Work request ::
Take every line from the listing below that includes "time" and copy it.

--- START ---

//! Canonical identifiers.
//!
//! Identifier formats are part of the persistence contract and must survive
//! a round-trip bit-for-bit: `P` + 6 zero-padded digits for persons,
//! `PARTY` + 3 zero-padded digits for parties. Both are assigned
//! sequentially by the registry, continuing from the highest suffix
//! observed at load time. The padding is a minimum width: a sequence that
//! outgrows it keeps all its digits, and parsing accepts the longer form.

use std::{fmt, str::FromStr};

use serde::{Deserialize, Deserializer, Serialize, Serializer, de};

use crate::error::Error;

// ─── PersonId ────────────────────────────────────────────────────────────────

/// A stable person identifier, e.g. `P000042`.
#[derive(Debug, Clone, PartialEq, Eq, Hash)]
pub struct PersonId(String);

impl PersonId {
  /// Build from a sequence number: `from_seq(42)` → `P000042`.
  pub fn from_seq(seq: u32) -> Self { Self(format!("P{seq:06}")) }

  /// The numeric suffix of this id.
  pub fn seq(&self) -> u32 {
    // Format is validated on construction; the suffix always parses.
    self.0[1..].parse().unwrap_or(0)
  }

  pub fn as_str(&self) -> &str { &self.0 }
}

impl fmt::Display for PersonId {
  fn fmt(&self, f: &mut fmt::Formatter<'_>) -> fmt::Result {
    f.write_str(&self.0)
  }
}

impl FromStr for PersonId {
  type Err = Error;

  fn from_str(s: &str) -> Result<Self, Self::Err> {
    let digits = s
      .strip_prefix('P')
      .ok_or_else(|| Error::MalformedPersonId(s.to_string()))?;
    if digits.len() < 6 || !digits.bytes().all(|b| b.is_ascii_digit()) {
      return Err(Error::MalformedPersonId(s.to_string()));
    }
    Ok(Self(s.to_string()))
  }
}

// Serialized as the plain identifier string; deserialization validates the
// format, so malformed ids in seed or table files fail loudly at load time.
impl Serialize for PersonId {
  fn serialize<S: Serializer>(&self, s: S) -> Result<S::Ok, S::Error> {
    s.serialize_str(&self.0)
  }
}

impl<'de> Deserialize<'de> for PersonId {
  fn deserialize<D: Deserializer<'de>>(d: D) -> Result<Self, D::Error> {
    let s = String::deserialize(d)?;
    s.parse().map_err(de::Error::custom)
  }
}

// ─── PartyId ─────────────────────────────────────────────────────────────────

/// A stable party identifier, e.g. `PARTY001`.
#[derive(Debug, Clone, PartialEq, Eq, Hash)]
pub struct PartyId(String);

impl PartyId {
  /// Build from a sequence number: `from_seq(1)` → `PARTY001`.
  pub fn from_seq(seq: u32) -> Self { Self(format!("PARTY{seq:03}")) }

  /// The numeric suffix of this id.
  pub fn seq(&self) -> u32 { self.0[5..].parse().unwrap_or(0) }

  pub fn as_str(&self) -> &str { &self.0 }
}

impl fmt::Display for PartyId {
  fn fmt(&self, f: &mut fmt::Formatter<'_>) -> fmt::Result {
    f.write_str(&self.0)
  }
}

impl FromStr for PartyId {
  type Err = Error;

  fn from_str(s: &str) -> Result<Self, Self::Err> {
    let digits = s
      .strip_prefix("PARTY")
      .ok_or_else(|| Error::MalformedPartyId(s.to_string()))?;
    if digits.len() < 3 || !digits.bytes().all(|b| b.is_ascii_digit()) {
      return Err(Error::MalformedPartyId(s.to_string()));
    }
    Ok(Self(s.to_string()))
  }
}

impl Serialize for PartyId {
  fn serialize<S: Serializer>(&self, s: S) -> Result<S::Ok, S::Error> {
    s.serialize_str(&self.0)
  }
}

impl<'de> Deserialize<'de> for PartyId {
  fn deserialize<D: Deserializer<'de>>(d: D) -> Result<Self, D::Error> {
    let s = String::deserialize(d)?;
    s.parse().map_err(de::Error::custom)
  }
}

// ─── Tests ───────────────────────────────────────────────────────────────────

#[cfg(test)]
mod tests {
  use super::*;

  #[test]
  fn person_id_format_is_zero_padded() {
    assert_eq!(PersonId::from_seq(1).as_str(), "P000001");
    assert_eq!(PersonId::from_seq(123456).as_str(), "P123456");
  }

  #[test]
  fn person_id_round_trips_through_parse() {
    let id: PersonId = "P000042".parse().unwrap();
    assert_eq!(id.seq(), 42);
    assert_eq!(id.to_string(), "P000042");
  }

  #[test]
  fn person_id_rejects_garbage() {
    assert!("P42".parse::<PersonId>().is_err());
    assert!("Q000042".parse::<PersonId>().is_err());
    assert!("P00004X".parse::<PersonId>().is_err());
    assert!("".parse::<PersonId>().is_err());
  }

  #[test]
  fn party_id_format_is_zero_padded() {
    assert_eq!(PartyId::from_seq(1).as_str(), "PARTY001");
    assert_eq!(PartyId::from_seq(999).as_str(), "PARTY999");
  }

  #[test]
  fn party_id_rejects_garbage() {
    assert!("PARTY1".parse::<PartyId>().is_err());
    assert!("PARTY01X".parse::<PartyId>().is_err());
  }

  #[test]
  fn sequences_beyond_the_padding_round_trip() {
    // The 1000th party outgrows the 3-digit padding; it must still load.
    let id = PartyId::from_seq(1000);
    assert_eq!(id.as_str(), "PARTY1000");
    assert_eq!(id.as_str().parse::<PartyId>().unwrap().seq(), 1000);
    let back: PartyId = serde_json::from_str("\"PARTY1000\"").unwrap();
    assert_eq!(back, id);

    let id = PersonId::from_seq(1_000_000);
    assert_eq!(id.as_str(), "P1000000");
    assert_eq!(id.as_str().parse::<PersonId>().unwrap().seq(), 1_000_000);
  }

  #[test]
  fn ids_serialize_as_plain_strings() {
    let id = PersonId::from_seq(7);
    assert_eq!(serde_json::to_string(&id).unwrap(), "\"P000007\"");
    let back: PersonId = serde_json::from_str("\"P000007\"").unwrap();
    assert_eq!(back, id);
  }

  #[test]
  fn deserialization_validates_the_format() {
    assert!(serde_json::from_str::<PersonId>("\"P07\"").is_err());
    assert!(serde_json::from_str::<PartyId>("\"PARTY1\"").is_err());
  }
}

--- END ---

Solution below ::
//! observed at load time. The padding is a minimum width: a sequence that
// format, so malformed ids in seed or table files fail loudly at load time.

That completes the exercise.